Panelists at RFE/RL's Prague headquarters (RFE/RL)
October 30, 2007 (RFE/RL) -- What Unites And What Divides Us? Senior diplomats and experts on Islam from the United States, Iraq, Turkey, Germany, Hungary, and the Czech Republic met to discuss that topic at a conference in Prague. Here is a selection of quotes from some of those who took part.
First Panel: "The View From The West: Are Muslim Values Compatible With Those Of The West?"
Moderator: Reuel Marc Gerecht, American Enterprise Institute, Washington, D.C.
Alexander Ritzmann, European Foundation for Democracy, Brussels:
"The majority of homegrown terrorists in the West are not poor and uneducated and jobless, but they are the opposite. They are, from an outside perspective, well integrated, they have careers, or they are students."
Zdenek Muller, France-based specialist in Islamic and Arabic Studies:
"Radical Islam is also due to the social and economic impoverishment of large part of [Europe's] Muslim population."

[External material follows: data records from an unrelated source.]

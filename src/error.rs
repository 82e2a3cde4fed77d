/// Error taxonomy shared by every component of the engine.
///
/// Each variant maps onto a stable kind tag (printed by the CLI) and a
/// process exit code, so callers can distinguish "no index yet" from a
/// corrupted one without string matching.
use std::fmt;
use std::path::{Path, PathBuf};

use serde::{Serialize, Serializer};
use thiserror::Error;

use crate::embedder::EmbedderError;
use crate::indexer::core::IndexStats;

pub type Result<T> = std::result::Result<T, Error>;

#[derive(Error, Debug)]
pub enum Error {
    #[error("invalid {field}: {message}")]
    BadRequest { field: String, message: String },

    #[error("query is empty")]
    EmptyQuery,

    #[error("invalid pattern `{pattern}`: {message}")]
    BadPattern { pattern: String, message: String },

    #[error("{what} not found: {}", path.display())]
    NotFound { path: PathBuf, what: &'static str },

    #[error("index is locked by another process: {}", path.display())]
    IndexBusy { path: PathBuf },

    #[error("index corrupted at {}: {message}", path.display())]
    IndexCorrupted { path: PathBuf, message: String },

    #[error("index incompatible at {}: {message}", path.display())]
    IndexIncompatible { path: PathBuf, message: String },

    #[error("embedding failed: {0}")]
    Embed(#[from] EmbedderError),

    #[error("I/O error on {}: {source}", path.display())]
    Io {
        path: PathBuf,
        #[source]
        source: std::io::Error,
    },

    #[error("deadline exceeded")]
    Timeout { stats: Option<Box<IndexStats>> },

    #[error("internal error: {0}")]
    Internal(String),
}

/// Stable, user-visible error categories.
#[derive(Debug, Clone, Copy, PartialEq, Eq)]
pub enum ErrorKind {
    BadRequest,
    NotFound,
    IndexBusy,
    IndexCorrupted,
    IndexIncompatible,
    EmbedFailure,
    IoFailure,
    Timeout,
    Internal,
}

impl ErrorKind {
    pub fn as_str(self) -> &'static str {
        match self {
            ErrorKind::BadRequest => "BadRequest",
            ErrorKind::NotFound => "NotFound",
            ErrorKind::IndexBusy => "IndexBusy",
            ErrorKind::IndexCorrupted => "IndexCorrupted",
            ErrorKind::IndexIncompatible => "IndexIncompatible",
            ErrorKind::EmbedFailure => "EmbedFailure",
            ErrorKind::IoFailure => "IOFailure",
            ErrorKind::Timeout => "Timeout",
            ErrorKind::Internal => "Internal",
        }
    }
}

impl Serialize for ErrorKind {
    fn serialize<S: Serializer>(&self, serializer: S) -> std::result::Result<S::Ok, S::Error> {
        serializer.serialize_str(self.as_str())
    }
}

impl fmt::Display for ErrorKind {
    fn fmt(&self, f: &mut fmt::Formatter<'_>) -> fmt::Result {
        f.write_str(self.as_str())
    }
}

impl Error {
    pub fn kind(&self) -> ErrorKind {
        match self {
            Error::BadRequest { .. } | Error::EmptyQuery | Error::BadPattern { .. } => {
                ErrorKind::BadRequest
            }
            Error::NotFound { .. } => ErrorKind::NotFound,
            Error::IndexBusy { .. } => ErrorKind::IndexBusy,
            Error::IndexCorrupted { .. } => ErrorKind::IndexCorrupted,
            Error::IndexIncompatible { .. } => ErrorKind::IndexIncompatible,
            Error::Embed(_) => ErrorKind::EmbedFailure,
            Error::Io { .. } => ErrorKind::IoFailure,
            Error::Timeout { .. } => ErrorKind::Timeout,
            Error::Internal(_) => ErrorKind::Internal,
        }
    }

    /// Exit code used by the CLI for this error.
    pub fn exit_code(&self) -> i32 {
        match self.kind() {
            ErrorKind::BadRequest => 2,
            ErrorKind::NotFound => 3,
            ErrorKind::IndexBusy => 4,
            ErrorKind::IndexCorrupted | ErrorKind::IndexIncompatible => 5,
            _ => 1,
        }
    }

    pub fn bad_request(field: impl Into<String>, message: impl Into<String>) -> Self {
        Error::BadRequest {
            field: field.into(),
            message: message.into(),
        }
    }

    pub fn io(path: impl AsRef<Path>, source: std::io::Error) -> Self {
        Error::Io {
            path: path.as_ref().to_path_buf(),
            source,
        }
    }

    pub fn corrupted(path: impl AsRef<Path>, message: impl Into<String>) -> Self {
        Error::IndexCorrupted {
            path: path.as_ref().to_path_buf(),
            message: message.into(),
        }
    }

    pub fn incompatible(path: impl AsRef<Path>, message: impl Into<String>) -> Self {
        Error::IndexIncompatible {
            path: path.as_ref().to_path_buf(),
            message: message.into(),
        }
    }
}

Sebestyen L.v. Gorka, Institute for Transitional Democracy and International Security, Budapest:
"The West is not divided as much as the media would have one believe. Where there is, however, serious division is within the intellectual and political elites of the West. There are those that say religion is irrelevant to our understanding of September 11 and related violence. These people are very wrong."
Michael Rubin, American Enterprise Institute, Washington, D.C.:
"One has to recognize that there is an interrelation between religion and terrorism and this goes into the definition of religion...what I would posit is that we need a new definition of religion, which is quite simply religion is what its practitioners believe it to be."
Listen to the entire panel discussion (about 75 minutes):
Second Panel: "Muslims And The West: The View From Islam"
Moderator: Akbar Ayazi, RFE/RL, Director of Radio Free Afghanistan, Prague
Muhammad Jusic, Bosnian journalist:
"Who are Muslims in Bosnia trying to be? We are trying to be the bridge between East and West, to understand East and West, and until now we are only paying the price [for that] and nothing more, and a high price, I can say."
Mustafa Akyol, "Turkish Daily News," Istanbul:
"The context of the Muslims, the social context in which we are living very much influences how we understand our religion. A Muslim who wakes up in Gaza has a different experience than the Muslim who wakes up in Istanbul or Bosnia or London...he understands his religion according to that social context."
Abubakar Siddiqui, RFE/RL, correspondent for Radio Free Afghanistan, Prague:
"The Western world is spending a lot more, phenomenally more, on funding its defense budget compared to what they are spending on defending human rights, democracy promotion, and combating poverty, malnourishment, and chronic disease."
Listen to the entire panel discussion (about 79 minutes):
Third Panel: "What Unites And What Divides Us"
Moderator: Joyce Davis, RFE/RL Associate Director of Broadcasting
Mustafa Akyol, "Turkish Daily News," Istanbul:
"I think the reason why [Muslims] don't like the term 'moderate Muslim,' or 'moderate Islam' especially, is that when it is used they think that it means Islam per se is problematic and then there is a nicer version of that, but that unrefined or untouched Islam is not moderate."
Muhammad Jusic, Bosnian journalist:
"There are people who think that when you say moderate Muslim you are actually talking about people who are willing to look through their fingers to the West and whatever [it says] is considered to be right and they do not try to be a partner in dialogue but rather somebody who is listening to and obeying what the West is saying."
Akbar Ayazi, RFE/RL, Director of Radio Free Afghanistan, Prague:
"There is the term fundamentalism, or fundamentalist, and we call people fundamentalist Muslims while this is not even a Muslim term, it is a Christian term."
Abubakar Siddiqui, RFE/RL, correspondent for Radio Free Afghanistan, Prague:
"I don't want to be labeled this or that kind of Muslim. I am Muslim, it just happens that I was born in a Muslim society in a Muslim household. Nobody has ever written an application to God to be born in a Christian home or a Muslim home, it just happens."
Alexander Ritzmann, European Foundation for Democracy, Brussels:
"Is Islam itself the problem? Are we fighting Islam, do we have problems with Muslims just because they are Muslims. That is not what I am advocating. I am advocating fighting radical Islam."
Zdenek Muller, France-based specialist in Islamic and Arabic Studies:
"Secularism in the public sphere [in Europe]...is not aimed against religion but to maintain some kind of harmony and balance, some kind of neutrality, in the public sphere."
Michael Rubin, American Enterprise Institute, Washington, D.C.:
"Multiculturalism is not just about the good, it is not just about being able to order sushi with a mojito. It has much more to do with recognizing that when cultures come together, there are both positive aspects and negative aspects, and that in a Western society standards provided by the rule of law have to become paramount."